5.7 LIMITATIONS ON AMOUNT -- BUYER. Buyer will have no
liability (for indemnification or otherwise) with respect to the matters
described in clause (a) or (b) of Section 5.4 until the total of all Damages
with respect to such matters exceeds $20,000, and then only for the amount by
which such Damages exceed $20,000. However, this Section 5.7 will not apply to
any Breach of any of Buyer's representations and warranties of which Buyer had
Knowledge at any time prior to the date on which such representation and
warranty is made or any intentional Breach by Buyer of any covenant or
obligation, and Buyer will be liable for all Damages with respect to such
Breaches.
5.8 PROCEDURE FOR INDEMNIFICATION -- THIRD PARTY CLAIMS.
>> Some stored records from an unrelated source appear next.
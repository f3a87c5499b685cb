use std::path::PathBuf;
use std::sync::Arc;

use anyhow::{Context, Result};
use clap::Parser;
use tracing::info;
use tracing_subscriber::EnvFilter;

use radius::types::{CodeSet, NullVerifier, PacketCode};
use radius::unlang::Dictionary;
use radius::{HeaderOnlyCodec, MapRegistry, Server, WorkerContext};

use crate::config::Config;
use crate::constants::DEFAULT_WORKERS;

mod config;
mod constants;

#[derive(Parser)]
struct Cli {
    /// Sets a custom config file
    #[arg(
        short,
        long,
        value_name = "FILE",
        default_value = constants::DEFAULT_CONFIG_FILE_PATH
    )]
    config: PathBuf,

    /// Check the configuration and exit
    #[arg(long)]
    check: bool,

    /// Enables verbose output on STDOUT
    #[arg(short, long)]
    verbose: bool,
}

fn main() -> Result<()> {
    let cli = Cli::parse();

    let filter = if cli.verbose {
        EnvFilter::new("debug")
    } else {
        EnvFilter::try_from_default_env().unwrap_or_else(|_| EnvFilter::new("info"))
    };
    tracing_subscriber::fmt().with_env_filter(filter).init();

    let cfg = Config::read(Some(cli.config)).context("reading configuration")?;
    cfg.listen.validate().context("validating listener")?;

    let dict = Arc::new(Dictionary::core());
    let maps = MapRegistry::new();
    let modules = cfg.build_modules().context("instantiating modules")?;

    let server_policy = cfg
        .server
        .compile(&modules, &maps, &dict)
        .context("compiling server sections")?;
    let dynamic_policy = match &cfg.dynamic_server {
        Some(section) => Some(
            section
                .compile(&modules, &maps, &dict)
                .context("compiling dynamic-client sections")?,
        ),
        None => None,
    };

    if cli.check {
        info!("Configuration appears to be OK");
        return Ok(());
    }

    let worker_ctx = Arc::new(WorkerContext {
        server: server_policy,
        dynamic_server: dynamic_policy,
        codec: Arc::new(HeaderOnlyCodec),
        dict,
        max_request_time: cfg.max_request_time(),
    });

    let allowed = CodeSet::new([
        PacketCode::AccessRequest,
        PacketCode::AccountingRequest,
        PacketCode::CoaRequest,
        PacketCode::DisconnectRequest,
        PacketCode::StatusServer,
    ]);

    let statics = cfg.client.iter().map(|c| c.to_static()).collect();
    let workers = cfg.workers.unwrap_or(DEFAULT_WORKERS);

    run(cfg, statics, allowed, worker_ctx, workers)
}

#[tokio::main]
async fn run(
    cfg: Config,
    statics: Vec<radius::StaticClient>,
    allowed: CodeSet,
    worker_ctx: Arc<WorkerContext>,
    workers: usize,
) -> Result<()> {
    let server = Server::bind(
        &cfg.listen,
        statics,
        allowed,
        Arc::new(NullVerifier),
        worker_ctx,
        workers,
    )
    .context("binding listener")?;

    info!(addr = %server.local_addr(), "radiusd started");
    server.run().await.context("listener failed")?;
    Ok(())
}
(a) Promptly after receipt by an indemnified
party under Section 5.2, 5.4, or (to the extent provided in the last sentence of
Section 5.3) Section 5.3 of notice of the commencement of any Proceeding against
it, such indemnified party will, if a claim is to be made against an
indemnifying party under such Section, give notice to the indemnifying party of
the commencement of such claim, but the failure to notify the indemnifying party
will not relieve the indemnifying party of any liability that it may have to any
indemnified party, except to the extent that the indemnifying party demonstrates
that the defense of such action is prejudiced by the indemnifying party's
failure to give such notice.
(b) If any Proceeding referred to in Section
5.9(a) is brought against an indemnified party and it gives notice to the
indemnifying party of the commencement of such Proceeding, the indemnifying
party will, unless the claim involves Taxes, be entitled to participate in such
Proceeding and, to the extent that it wishes (unless (i) the indemnifying party
is also a party to such Proceeding and the indemnified party determines in good
faith that joint representation would be inappropriate, or (ii) the indemnifying
party fails to provide reasonable assurance to the indemnified party of its
financial capacity to defend such Proceeding and provide indemnification with
respect to such Proceeding), to assume the defense of such Proceeding with
counsel satisfactory to the indemnified party and, after notice from the
indemnifying party to the indemnified party of its election to assume the
defense of such Proceeding, the indemnifying party will not, as long as it
diligently conducts such defense, be liable to the indemnified party under this
Section 5 for any fees of other counsel or any other expenses with respect to
the defense of such Proceeding, in each case subsequently incurred by the
indemnified party in connection with the defense of such Proceeding, other than
reasonable costs of investigation. If the indemnifying party assumes the defense
of a Proceeding, (i) it will be conclusively established for purposes of this
Agreement that the claims made in that Proceeding are within the scope of and
subject to indemnification; (ii) no compromise or settlement of such claims may
be effected by the indemnifying party without the indemnified party's consent
unless (A) there is no finding or admission of any violation of Legal
Requirements or any violation of the rights of any Person and no effect on any
other claims that
32
33
may be made against the indemnified party, and (B) the sole relief provided is
monetary damages that are paid in full by the indemnifying party; and (iii) the
indemnified party will have no liability with respect to any compromise or
settlement of such claims effected without its consent. If notice is given to an
indemnifying party of the commencement of any Proceeding and the indemnifying
party does not, within ten days after the indemnified party's notice is given,
give notice to the indemnified party of its election to assume the defense of
such Proceeding, the indemnifying party will be bound by any determination made
in such Proceeding or any compromise or settlement effected by the indemnified
party.
(c) Notwithstanding the foregoing, if an
indemnified party determines in good faith that there is a reasonable
probability that a Proceeding may adversely affect it or its affiliates other
than as a result of monetary damages for which it would be entitled to
indemnification under this Agreement, the indemnified party may, by notice to
the indemnifying party, assume the exclusive right to defend, compromise, or
settle such Proceeding, but the indemnifying party will not be bound by any
determination of a Proceeding so defended or any compromise or settlement
effected without its consent (which may not be unreasonably withheld).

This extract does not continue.